At work we do a lottery bonus ball competition - winnings ranging fro m £25-£130. I always think if I win i'll spend it on a collectable book. How much are you looking at for McCarthy collectables?


----------



## ViolentPanda (Jan 9, 2016)

D'wards said:


> In my top three too - although I have 4 of his to go - the Border Trilogy and the Orchard Keeper.
> 
> Blood Meridian is by far and away my favourite book - I often pick it up for a flick through and always am I taken with its beautiful stark brutality. The scene where the kid is riding with the Captain's men and first encounters the Indians, and they slaughter all but eight of them, is the most horrific in literature. Brett Easton Ellis eat your try-hard heart out



I'm afraid that "American Psycho" made me laugh.


----------



## littlebabyjesus (Jan 9, 2016)

D'wards said:


> Yep - those are the three superb. Women was the okay one, Notes From a Dirty Old Man the other awful one. I'll give Hollywood a go. I think I slightly resent the fact that he seems to bed one woman after another, despite being a bit of a revolting old pervy boozer whereas I get precious little action


He had no success at all until well into his 40s. There may be hope yet.  One day you too could become a revolting old pervy boozer who beds one woman after another. 
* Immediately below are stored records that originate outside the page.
// src/review/review_gate.rs

use anyhow::{Context, Result};
use chrono::Utc;
use log::{debug, info};
use std::collections::VecDeque;
use std::sync::Arc;

use crate::models::{ClusterMembership, EmployerRecord, ReviewCursor, ReviewDecision, ReviewSummary};
use crate::store::ResolutionStore;
use crate::utils::pipeline_config::PipelineConfig;

/// A low-confidence membership row together with its whole cluster.
#[derive(Debug, Clone, PartialEq)]
pub struct ReviewItem {
    pub row: ClusterMembership,
    /// Every member of the row's cluster, ordered by id.
    pub members: Vec<EmployerRecord>,
    /// 1-based position within this session.
    pub position: usize,
    /// Rows needing review when the session started.
    pub total_pending: u64,
}

impl ReviewItem {
    pub fn is_flagged(&self, record: &EmployerRecord) -> bool {
        record.id == self.row.record_id
    }
}

#[derive(Debug, Clone, Copy, PartialEq, Eq)]
pub enum ReviewResponse {
    Yes,
    No,
    Unsure,
    Quit,
}

impl ReviewResponse {
    /// Case-insensitive; anything unrecognised is `None`.
    pub fn parse(input: &str) -> Option<Self> {
        match input.trim().to_lowercase().as_str() {
            "y" | "yes" => Some(ReviewResponse::Yes),
            "n" | "no" => Some(ReviewResponse::No),
            "u" | "unsure" => Some(ReviewResponse::Unsure),
            "q" | "quit" => Some(ReviewResponse::Quit),
            _ => None,
        }
    }
}

#[derive(Debug, Clone, Copy, PartialEq, Eq)]
pub enum SubmitOutcome {
    /// Queued for the next checkpoint.
    Recorded,
    /// Queued and the checkpoint committed this many decisions.
    Checkpointed(usize),
    /// Left pending.
    Skipped,
    /// Queued decisions were flushed and the session is over.
    Quit,
}

/// Pull-based review workflow over the rows needing a human verdict.
///
/// Rows come in `(cluster_score, record_id)` order through a keyset cursor,
/// so a session never presents a row twice. Decisions are buffered and
/// committed every `checkpoint_every` decisions; dropping the gate loses only
/// the decisions after the last checkpoint.
pub struct ReviewGate {
    store: Arc<dyn ResolutionStore>,
    review_threshold: f64,
    page_size: usize,
    checkpoint_every: usize,
    cursor: Option<ReviewCursor>,
    page: VecDeque<ClusterMembership>,
    exhausted: bool,
    queued: Vec<ReviewDecision>,
    presented: usize,
    total_pending: u64,
    summary: ReviewSummary,
}

impl ReviewGate {
    pub async fn open(store: Arc<dyn ResolutionStore>, config: &PipelineConfig) -> Result<Self> {
        let total_pending = store
            .count_pending_reviews(config.review_threshold)
            .await
            .context("Failed to count pending reviews")?;
        info!("{} cluster memberships need review", total_pending);
        Ok(Self {
            store,
            review_threshold: config.review_threshold,
            page_size: config.review_page_size.max(1),
            checkpoint_every: config.review_checkpoint_every.max(1),
            cursor: None,
            page: VecDeque::new(),
            exhausted: false,
            queued: Vec::new(),
            presented: 0,
            total_pending,
            summary: ReviewSummary::default(),
        })
    }

    pub fn summary(&self) -> &ReviewSummary {
        &self.summary
    }

    /// The next row needing review, or None when the queue is drained.
    pub async fn next_pending(&mut self) -> Result<Option<ReviewItem>> {
        if self.page.is_empty() && !self.exhausted {
            let rows = self
                .store
                .fetch_pending_reviews(self.review_threshold, self.cursor, self.page_size)
                .await
                .context("Failed to fetch pending reviews")?;
            if rows.len() < self.page_size {
                self.exhausted = true;
            }
            if let Some(last) = rows.last() {
                self.cursor = Some(last.review_cursor());
            }
            debug!("Fetched {} pending review rows", rows.len());
            self.page.extend(rows);
        }

        let Some(row) = self.page.pop_front() else {
            return Ok(None);
        };
        let members = self
            .store
            .fetch_cluster_members(row.canon_id)
            .await
            .with_context(|| format!("Failed to load members of cluster {}", row.canon_id))?;
        self.presented += 1;
        self.summary.presented += 1;
        Ok(Some(ReviewItem {
            row,
            members,
            position: self.presented,
            total_pending: self.total_pending,
        }))
    }

    pub async fn submit(&mut self, item: &ReviewItem, response: ReviewResponse) -> Result<SubmitOutcome> {
        let is_valid_cluster = match response {
            ReviewResponse::Yes => {
                self.summary.accepted += 1;
                true
            }
            ReviewResponse::No => {
                self.summary.rejected += 1;
                false
            }
            ReviewResponse::Unsure => {
                self.summary.unsure += 1;
                return Ok(SubmitOutcome::Skipped);
            }
            ReviewResponse::Quit => {
                self.checkpoint().await?;
                self.summary.quit = true;
                return Ok(SubmitOutcome::Quit);
            }
        };

        self.queued.push(ReviewDecision {
            record_id: item.row.record_id,
            is_valid_cluster,
            review_date: Utc::now().naive_utc(),
        });
        if self.queued.len() >= self.checkpoint_every {
            let committed = self.checkpoint().await?;
            return Ok(SubmitOutcome::Checkpointed(committed));
        }
        Ok(SubmitOutcome::Recorded)
    }

    /// Commits every queued decision in one transaction. On failure the
    /// decisions stay queued.
    pub async fn checkpoint(&mut self) -> Result<usize> {
        if self.queued.is_empty() {
            return Ok(0);
        }
        self.store
            .apply_review_decisions(&self.queued)
            .await
            .context("Failed to commit review decisions")?;
        let committed = self.queued.len();
        self.queued.clear();
        self.summary.committed += committed;
        self.summary.checkpoints += 1;
        debug!("Review checkpoint: {} decisions committed", committed);
        Ok(committed)
    }

    /// Flushes outstanding decisions and ends the session.
    pub async fn finish(mut self) -> Result<ReviewSummary> {
        self.checkpoint().await?;
        Ok(self.summary)
    }
}
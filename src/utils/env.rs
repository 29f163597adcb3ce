// src/utils/env.rs

use log::{debug, info};
use std::str::FromStr;

/// Loads a `.env` file from the working directory or any parent, if present.
/// Variables already set in the process environment win.
pub fn load_env() {
    match dotenv::dotenv() {
        Ok(path) => info!("Loaded environment from {}", path.display()),
        Err(e) => debug!("No .env file loaded ({}); using process environment", e),
    }
}

/// Parses `key` from the environment, falling back to `default` when the
/// variable is unset or unparseable.
pub fn env_or<T: FromStr>(key: &str, default: T) -> T {
    std::env::var(key)
        .ok()
        .and_then(|v| v.trim().parse::<T>().ok())
        .unwrap_or(default)
}
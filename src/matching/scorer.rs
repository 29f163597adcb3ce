// src/matching/scorer.rs

use strsim::jaro_winkler;

use crate::matching::normalize::{normalize_phone, normalize_value};
use crate::models::{EmployerField, EmployerFields};

/// Match probability for a pair of employer records.
///
/// Implementations must be deterministic and symmetric and return a value in
/// `[0, 1]`. The pipeline treats the scorer as a black box; a trained model,
/// a heuristic or a test fake are interchangeable.
pub trait PairScorer: Send + Sync {
    fn score(&self, a: &EmployerFields, b: &EmployerFields) -> f64;
}

impl<F> PairScorer for F
where
    F: Fn(&EmployerFields, &EmployerFields) -> f64 + Send + Sync,
{
    fn score(&self, a: &EmployerFields, b: &EmployerFields) -> f64 {
        self(a, b)
    }
}

/// Weighted Jaro-Winkler similarity over the identity fields.
///
/// Fields missing on either side are left out of both the numerator and the
/// weight total, so absent evidence neither helps nor hurts. Phones compare on
/// normalized digits only.
#[derive(Debug, Clone)]
pub struct FieldSimilarityScorer {
    weights: Vec<(EmployerField, f64)>,
}

impl Default for FieldSimilarityScorer {
    fn default() -> Self {
        Self {
            weights: vec![
                (EmployerField::Name, 0.45),
                (EmployerField::TradeName, 0.15),
                (EmployerField::City, 0.15),
                (EmployerField::State, 0.10),
                (EmployerField::Country, 0.05),
                (EmployerField::Phone, 0.10),
            ],
        }
    }
}

impl FieldSimilarityScorer {
    fn field_similarity(field: EmployerField, a: &str, b: &str) -> Option<f64> {
        match field {
            EmployerField::Phone => {
                let (pa, pb) = (normalize_phone(a)?, normalize_phone(b)?);
                Some(if pa == pb { 1.0 } else { jaro_winkler(&pa, &pb) * 0.5 })
            }
            _ => {
                let (na, nb) = (normalize_value(a)?, normalize_value(b)?);
                Some(jaro_winkler(&na, &nb))
            }
        }
    }
}

impl PairScorer for FieldSimilarityScorer {
    fn score(&self, a: &EmployerFields, b: &EmployerFields) -> f64 {
        let mut weighted = 0.0;
        let mut total_weight = 0.0;
        for &(field, weight) in &self.weights {
            if let (Some(va), Some(vb)) = (a.get(field), b.get(field)) {
                if let Some(sim) = Self::field_similarity(field, va, vb) {
                    weighted += weight * sim;
                    total_weight += weight;
                }
            }
        }
        if total_weight <= 0.0 {
            return 0.0;
        }
        (weighted / total_weight).clamp(0.0, 1.0)
    }
}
Hollywood may equally irritate you as it's also from his successful years. It does contain some good stuff about the making of the execrable Italian film Tales of Ordinary Madness, which is one of the worst films I've ever seen (I was a bit of a Bukowski completist), and certainly Chinaski at least agrees.


----------



## Cheesypoof (Jan 9, 2016)

bimble said:


> I loved story of O, the story of the Eye, not averse to 'rude' books one bit, you silly man. Just don't like shit poetry much.



The Story of the Eye, by Georges Bataille is great. Written in 1929 i think. Was turned onto it by Bjork (Venus as a Boy is inspired by it)
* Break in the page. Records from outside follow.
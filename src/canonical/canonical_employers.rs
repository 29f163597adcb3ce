// src/canonical/canonical_employers.rs

use anyhow::{Context, Result};
use indicatif::MultiProgress;
use log::{debug, info, warn};

use crate::canonical::canonicalize::canonical_fields;
use crate::error::ResolutionError;
use crate::models::{
    CanonicalEntity, CanonicalizationStats, ClusterResolution, EmployerFields, EmployerRecord,
    EntityTarget, PendingCanonicalCluster, SeenWindow,
};
use crate::store::ResolutionStore;
use crate::utils::pipeline_config::PipelineConfig;
use crate::utils::progress_config::stage_bar;

/// Finds the canonical employer for `fields` or prepares a new one.
/// More than one existing match is a consistency failure that needs a human.
pub async fn resolve_entity_target(
    store: &dyn ResolutionStore,
    fields: EmployerFields,
    window: SeenWindow,
) -> Result<EntityTarget> {
    let matches = store
        .find_canonical_entities(&fields)
        .await
        .context("Failed to look up canonical employers")?;
    match matches.len() {
        0 => Ok(EntityTarget::Create(CanonicalEntity::mint(fields, window))),
        1 => Ok(EntityTarget::Extend {
            entity_id: matches[0].id,
            window,
        }),
        count => Err(ResolutionError::DuplicateCanonicalEntity { fields, count }.into()),
    }
}

/// Resolves up to `batch_limit` pending clusters, ordered by canon id, each
/// in its own transaction.
pub async fn generate_canonical_employers_from_clusters(
    store: &dyn ResolutionStore,
    config: &PipelineConfig,
    batch_limit: usize,
    multi_progress: Option<&MultiProgress>,
) -> Result<CanonicalizationStats> {
    let clusters = store
        .fetch_pending_canonical_clusters(config.review_threshold, batch_limit)
        .await
        .context("Failed to fetch clusters pending canonicalization")?;
    let mut stats = CanonicalizationStats {
        clusters_considered: clusters.len(),
        ..Default::default()
    };
    info!("{} clusters pending canonicalization", clusters.len());

    let pb = stage_bar(multi_progress, clusters.len() as u64, "Canonicalizing clusters...");
    for cluster in &clusters {
        let resolution = match linked_sibling_resolution(store, cluster).await? {
            Some(resolution) => {
                stats.clusters_extended += 1;
                resolution
            }
            None => fresh_resolution(store, cluster).await?,
        };

        match &resolution.target {
            EntityTarget::Create(_) => stats.entities_created += 1,
            EntityTarget::Extend { .. } => stats.entities_reused += 1,
        }
        stats.records_linked += resolution.record_ids.len();
        let entity_ids = store
            .commit_resolutions(std::slice::from_ref(&resolution))
            .await
            .with_context(|| format!("Failed to commit cluster {}", cluster.canon_id))?;
        stats.clusters_resolved += 1;
        debug!(
            "Cluster {} resolved to canonical employer {:?}",
            cluster.canon_id,
            entity_ids.first()
        );
        if let Some(pb) = &pb {
            pb.inc(1);
        }
    }
    if let Some(pb) = &pb {
        pb.finish_with_message(format!("{} clusters canonicalized", stats.clusters_resolved));
    }
    Ok(stats)
}

/// For a cluster where some rows are already processed, attaches the rest to
/// the entity a processed sibling links to. Returns None when nothing needs
/// attaching that way.
async fn linked_sibling_resolution(
    store: &dyn ResolutionStore,
    cluster: &PendingCanonicalCluster,
) -> Result<Option<ClusterResolution>> {
    if cluster.is_fully_unprocessed() {
        return Ok(None);
    }
    let processed_ids: Vec<i64> = cluster
        .rows
        .iter()
        .filter(|r| r.processed)
        .map(|r| r.record_id)
        .collect();
    let siblings = store
        .fetch_records_by_ids(&processed_ids)
        .await
        .context("Failed to load processed cluster members")?;
    let Some(entity_id) = siblings.iter().find_map(|r| r.canonical_entity_id) else {
        warn!(
            "Cluster {} has processed rows but no linked canonical employer; recomputing it",
            cluster.canon_id
        );
        return Ok(None);
    };

    let unprocessed_ids: Vec<i64> = cluster
        .rows
        .iter()
        .filter(|r| !r.processed)
        .map(|r| r.record_id)
        .collect();
    let newcomers = load_all(store, &unprocessed_ids).await?;
    Ok(Some(ClusterResolution {
        target: EntityTarget::Extend {
            entity_id,
            window: SeenWindow::from_records(&newcomers),
        },
        record_ids: unprocessed_ids,
        mark_processed: true,
    }))
}

async fn fresh_resolution(
    store: &dyn ResolutionStore,
    cluster: &PendingCanonicalCluster,
) -> Result<ClusterResolution> {
    let record_ids = cluster.record_ids();
    let records = load_all(store, &record_ids).await?;
    let fields = canonical_fields(&records);
    let window = SeenWindow::from_records(&records);
    let target = resolve_entity_target(store, fields, window).await?;
    Ok(ClusterResolution {
        target,
        record_ids,
        mark_processed: true,
    })
}

async fn load_all(store: &dyn ResolutionStore, ids: &[i64]) -> Result<Vec<EmployerRecord>> {
    let records = store
        .fetch_records_by_ids(ids)
        .await
        .context("Failed to load cluster members")?;
    if records.len() != ids.len() {
        let missing = ids
            .iter()
            .copied()
            .filter(|id| !records.iter().any(|r| r.id == *id))
            .collect();
        return Err(ResolutionError::MissingRecords(missing).into());
    }
    Ok(records)
}

#[cfg(test)]
mod tests {
    use super::*;
    use crate::models::{ClusterMembership, RecordSource};
    use crate::store::MemoryStore;
    use chrono::{NaiveDate, NaiveDateTime};

    fn at(day: u32) -> NaiveDateTime {
        NaiveDate::from_ymd_opt(2024, 1, day)
            .unwrap()
            .and_hms_opt(0, 0, 0)
            .unwrap()
    }

    fn record(id: i64, name: &str, source: RecordSource, first: u32, last: u32) -> EmployerRecord {
        EmployerRecord::new(id, EmployerFields::named(name), source).seen_between(at(first), at(last))
    }

    async fn acme_store(score: f64) -> MemoryStore {
        let store = MemoryStore::with_records([
            record(1, "Acme Farms", RecordSource::Scraper, 5, 9),
            record(2, "ACME FARMS", RecordSource::Disclosure, 2, 6),
        ]);
        store
            .insert_memberships_if_absent(&[
                ClusterMembership::new(1, 1, score),
                ClusterMembership::new(1, 2, score),
            ])
            .await
            .unwrap();
        store
    }

    #[tokio::test]
    async fn test_auto_approved_cluster_creates_one_entity() {
        let store = acme_store(0.9).await;
        let config = PipelineConfig::default();
        let stats = generate_canonical_employers_from_clusters(&store, &config, 10, None)
            .await
            .unwrap();
        assert_eq!(stats.clusters_resolved, 1);
        assert_eq!(stats.entities_created, 1);
        assert_eq!(stats.records_linked, 2);

        let entities = store.fetch_canonical_entities().await.unwrap();
        assert_eq!(entities.len(), 1);
        let entity = &entities[0];
        assert_eq!(entity.fields.name.as_deref(), Some("Acme Farms"));
        assert_eq!(entity.first_seen, Some(at(2)));
        assert_eq!(entity.last_seen, Some(at(9)));
        assert_eq!(
            entity.sources,
            vec![RecordSource::Scraper, RecordSource::Disclosure]
        );
        assert!(store
            .records()
            .await
            .iter()
            .all(|r| r.canonical_entity_id == Some(entity.id)));
        assert!(store.memberships().await.iter().all(|m| m.processed));

        // idempotent
        let again = generate_canonical_employers_from_clusters(&store, &config, 10, None)
            .await
            .unwrap();
        assert_eq!(again.clusters_considered, 0);
        assert_eq!(store.count_canonical_entities().await.unwrap(), 1);
    }

    #[tokio::test]
    async fn test_low_confidence_cluster_waits_for_review() {
        let store = acme_store(0.7).await;
        let stats =
            generate_canonical_employers_from_clusters(&store, &PipelineConfig::default(), 10, None)
                .await
                .unwrap();
        assert_eq!(stats.clusters_considered, 0);
        assert_eq!(store.count_canonical_entities().await.unwrap(), 0);
        assert!(store.memberships().await.iter().all(|m| !m.processed));
    }

    #[tokio::test]
    async fn test_existing_tuple_is_reused_and_widened() {
        let store = acme_store(0.9).await;
        let existing = CanonicalEntity::mint(
            EmployerFields::named("Acme Farms"),
            SeenWindow {
                first_seen: Some(at(4)),
                last_seen: Some(at(4)),
                sources: vec![RecordSource::Disclosure],
            },
        );
        store.insert_canonical_entity(existing.clone()).await;

        let stats =
            generate_canonical_employers_from_clusters(&store, &PipelineConfig::default(), 10, None)
                .await
                .unwrap();
        assert_eq!(stats.entities_reused, 1);
        assert_eq!(stats.entities_created, 0);

        let entities = store.fetch_canonical_entities().await.unwrap();
        assert_eq!(entities.len(), 1);
        assert_eq!(entities[0].id, existing.id);
        assert_eq!(entities[0].first_seen, Some(at(2)));
        assert_eq!(entities[0].last_seen, Some(at(9)));
        assert_eq!(
            entities[0].sources,
            vec![RecordSource::Disclosure, RecordSource::Scraper]
        );
    }

    #[tokio::test]
    async fn test_duplicate_canonical_entities_are_fatal() {
        let store = acme_store(0.9).await;
        for _ in 0..2 {
            store
                .insert_canonical_entity(CanonicalEntity::mint(
                    EmployerFields::named("Acme Farms"),
                    SeenWindow::default(),
                ))
                .await;
        }
        let err =
            generate_canonical_employers_from_clusters(&store, &PipelineConfig::default(), 10, None)
                .await
                .unwrap_err();
        let resolution_error = err.downcast_ref::<ResolutionError>().unwrap();
        assert!(resolution_error.is_fatal());
        assert!(matches!(
            resolution_error,
            ResolutionError::DuplicateCanonicalEntity { count: 2, .. }
        ));
        assert!(store.memberships().await.iter().all(|m| !m.processed));
    }

    #[tokio::test]
    async fn test_late_member_joins_sibling_entity() {
        let store = acme_store(0.9).await;
        let config = PipelineConfig::default();
        generate_canonical_employers_from_clusters(&store, &config, 10, None)
            .await
            .unwrap();
        let entity_id = store.fetch_canonical_entities().await.unwrap()[0].id;

        store
            .insert_record(record(3, "Acme Farms Inc", RecordSource::Scraper, 1, 20))
            .await;
        store
            .insert_memberships_if_absent(&[ClusterMembership::new(1, 3, 0.85)])
            .await
            .unwrap();

        let stats = generate_canonical_employers_from_clusters(&store, &config, 10, None)
            .await
            .unwrap();
        assert_eq!(stats.clusters_extended, 1);
        assert_eq!(stats.records_linked, 1);

        let entities = store.fetch_canonical_entities().await.unwrap();
        assert_eq!(entities.len(), 1);
        // identity fields stay frozen, the window widens
        assert_eq!(entities[0].fields.name.as_deref(), Some("Acme Farms"));
        assert_eq!(entities[0].first_seen, Some(at(1)));
        assert_eq!(entities[0].last_seen, Some(at(20)));
        let linked = store.records().await;
        assert_eq!(linked[2].canonical_entity_id, Some(entity_id));
    }

    #[tokio::test]
    async fn test_batch_limit_bounds_clusters() {
        let store = MemoryStore::with_records([
            record(1, "Acme", RecordSource::Scraper, 1, 1),
            record(2, "Acme", RecordSource::Scraper, 1, 1),
            record(3, "Zenith", RecordSource::Scraper, 1, 1),
            record(4, "Zenith", RecordSource::Scraper, 1, 1),
        ]);
        store
            .insert_memberships_if_absent(&[
                ClusterMembership::new(1, 1, 0.9),
                ClusterMembership::new(1, 2, 0.9),
                ClusterMembership::new(3, 3, 0.9),
                ClusterMembership::new(3, 4, 0.9),
            ])
            .await
            .unwrap();
        let config = PipelineConfig::default();

        let first = generate_canonical_employers_from_clusters(&store, &config, 1, None)
            .await
            .unwrap();
        assert_eq!(first.clusters_resolved, 1);
        let entities = store.fetch_canonical_entities().await.unwrap();
        assert_eq!(entities[0].fields.name.as_deref(), Some("Acme"));

        let second = generate_canonical_employers_from_clusters(&store, &config, 1, None)
            .await
            .unwrap();
        assert_eq!(second.clusters_resolved, 1);
        assert_eq!(store.count_canonical_entities().await.unwrap(), 2);
    }

    #[tokio::test]
    async fn test_processed_rows_without_a_link_are_recomputed() {
        let store = MemoryStore::with_records([
            record(1, "Acme Farms", RecordSource::Scraper, 5, 9),
            record(2, "ACME FARMS", RecordSource::Disclosure, 2, 6),
        ]);
        let mut stale = ClusterMembership::new(1, 1, 0.9);
        stale.processed = true;
        store
            .insert_memberships_if_absent(&[stale, ClusterMembership::new(1, 2, 0.9)])
            .await
            .unwrap();

        let stats =
            generate_canonical_employers_from_clusters(&store, &PipelineConfig::default(), 10, None)
                .await
                .unwrap();
        assert_eq!(stats.clusters_extended, 0);
        assert_eq!(stats.entities_created, 1);
        assert_eq!(stats.records_linked, 2);

        let entities = store.fetch_canonical_entities().await.unwrap();
        assert_eq!(entities.len(), 1);
        assert_eq!(entities[0].fields.name.as_deref(), Some("Acme Farms"));
        assert!(store
            .records()
            .await
            .iter()
            .all(|r| r.canonical_entity_id == Some(entities[0].id)));
        assert!(store.memberships().await.iter().all(|m| m.processed));
    }
}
 Text is still here - worth a read, its a novella
http://ps28.squat.net/bataille_story_of_eye.pdf


----------



## Cheesypoof (Jan 9, 2016)

D'wards said:


> There's a great sporting book called Playground of the Gods, where an English journalist travelled the world for a year training with the best sportsmen in their field, and spent a bit of time with them; football in Brazil, running in Kenya, boxing with Roy Jones jr etc. Its a whole lot better than the usual turgid sports book guff



There's another sporting book im trying to think of....boxing essays by Budd Schulberg - same guy who wrote the highly impressive 'What makes Sammy run?' I wish more people had read it!!! heard about it on reruns of the Dick Cavett show where Bette Davis in around 1970 (when it was re-released having been banned for years) said it was the only book that really told the truth about the business of moviemaking in Hollywood.
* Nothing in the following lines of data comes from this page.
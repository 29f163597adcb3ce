// src/store/mod.rs
//
// Persistence seam for the resolution pipeline. Every stage talks to storage
// only through `ResolutionStore`, so the same code runs against Postgres and
// the in-process tables used by tests.

pub mod memory;
pub mod postgres;

use anyhow::Result;
use async_trait::async_trait;
use uuid::Uuid;

use crate::models::{
    BlockingEntry, CanonicalEntity, ClusterMembership, ClusterResolution, EmployerFields,
    EmployerRecord, PendingCanonicalCluster, ReviewCursor, ReviewDecision,
};

pub use memory::MemoryStore;
pub use postgres::PgStore;

#[async_trait]
pub trait ResolutionStore: Send + Sync {
    // --- employer records ---

    /// Records with `id > after_id` in ascending id order, at most `limit`.
    async fn fetch_records_after(
        &self,
        after_id: Option<i64>,
        limit: usize,
    ) -> Result<Vec<EmployerRecord>>;

    /// Records for `ids`, ordered by id. Unknown ids are skipped.
    async fn fetch_records_by_ids(&self, ids: &[i64]) -> Result<Vec<EmployerRecord>>;

    // --- blocking map ---

    async fn clear_blocking_entries(&self) -> Result<u64>;

    /// Writes one batch in a single transaction. Duplicate entries are ignored.
    async fn insert_blocking_entries(&self, entries: &[BlockingEntry]) -> Result<u64>;

    /// Entries ordered by `(block_key, record_id)` strictly after `after`.
    async fn fetch_blocking_entries_after(
        &self,
        after: Option<&BlockingEntry>,
        limit: usize,
    ) -> Result<Vec<BlockingEntry>>;

    async fn count_blocking_entries(&self) -> Result<u64>;

    // --- cluster memberships ---

    async fn clear_memberships(&self) -> Result<u64>;

    async fn fetch_memberships_for_records(
        &self,
        record_ids: &[i64],
    ) -> Result<Vec<ClusterMembership>>;

    /// Inserts rows whose `record_id` has no membership yet, in one
    /// transaction. Existing rows keep their review and processing state.
    /// Returns the number of rows actually inserted.
    async fn insert_memberships_if_absent(&self, rows: &[ClusterMembership]) -> Result<u64>;

    async fn count_memberships(&self) -> Result<u64>;

    // --- review ---

    /// Rows needing review, ordered by `(cluster_score, record_id)` and
    /// strictly after `after`.
    async fn fetch_pending_reviews(
        &self,
        review_threshold: f64,
        after: Option<ReviewCursor>,
        limit: usize,
    ) -> Result<Vec<ClusterMembership>>;

    async fn count_pending_reviews(&self, review_threshold: f64) -> Result<u64>;

    /// Every member record of cluster `canon_id`, ordered by id.
    async fn fetch_cluster_members(&self, canon_id: i64) -> Result<Vec<EmployerRecord>>;

    /// Applies all decisions in one transaction.
    async fn apply_review_decisions(&self, decisions: &[ReviewDecision]) -> Result<u64>;

    // --- canonicalization ---

    /// Up to `limit` clusters, ordered by canon_id, whose eligible rows are
    /// not all processed. Only eligible rows are returned.
    async fn fetch_pending_canonical_clusters(
        &self,
        review_threshold: f64,
        limit: usize,
    ) -> Result<Vec<PendingCanonicalCluster>>;

    /// Canonical employers whose identity tuple equals `fields`, null-safe.
    async fn find_canonical_entities(&self, fields: &EmployerFields)
        -> Result<Vec<CanonicalEntity>>;

    /// Commits every resolution in one transaction and returns the entity id
    /// each one resolved to. On error nothing is written.
    async fn commit_resolutions(&self, resolutions: &[ClusterResolution]) -> Result<Vec<Uuid>>;

    /// Records with no canonical link and either no membership or a
    /// reviewed-invalid one, ordered by id and strictly after `after_id`.
    async fn fetch_unresolved_singletons(
        &self,
        after_id: Option<i64>,
        limit: usize,
    ) -> Result<Vec<EmployerRecord>>;

    async fn fetch_canonical_entities(&self) -> Result<Vec<CanonicalEntity>>;

    async fn count_canonical_entities(&self) -> Result<u64>;
}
The author, Budd Schulberg is sometimes called 'America's greatest unknown novellist.' He was a Hollywood screenwriter who wrote a few books and also the script of 'On the Waterfront.' After reading Sammy,  I got big novel by him called 'The Disenchanted' to read on holiday in Biarritz....it was loosely based on FScott Fitzgeralds life...not that that matters, Schulberg could write about the weather and it'd be great. So there i am lazing on a beach and before me the sea...while reading about a writer in the 1930s and his glittering life in....Biarritz! It was a great novel, and i dont like novels much


----------



## krtek a houby (Jan 11, 2016)

Cheesypoof said:


> Reading  Flann O'Brien's books this year. He's revered as Ireland's greatest satirist (by pretty much anyone good in this country!) and wrote At Swim-Two Birds and The Third Policeman. He wrote some short stories too, some of which I have read: dark and funny as hell, religion-mocking, secular and brilliant. There's a compendium of his works in Easons (our main bookstore), for €20 i have had my eye on...went in the other day and it was gone. Will order it in.
> 
> If folks like Irish satire, i also recommend The Ginger Man, by JP Donleavy. Its so odd as its like the adventures of Henry Chinaski at Trinity College in the 1940's. A reluctant law student and waster who sits in the pub all day, chats up women and wanders around Dublin doing nothing. Lots of gambling, unpaid landladies, barefaced lying and chaos. Set in a superconservative Ireland where morals are turned on their heads. Wildly entertaining but cuts deep into you at every level. JP Donleavy is Irish American and this is his masterpiece (he's STILL living off its royalties in a big house in Westmeath). My friends partners Dad (a bit of a scoundrel himself, with great style) recommended it to me
> 
> The Ginger Man: Amazon.co.uk: J. P. Donleavy: 9780349108759: Books



At Swim Two Birds - that's the one FOB I can't finish. Might go back to it one day but I found it to be a bit of a head wrecker. Maybe that's what he intended


----------



## sojourner (Jan 11, 2016)

25 off this list. And it is indeed mostly a shit list, with some very odd choices.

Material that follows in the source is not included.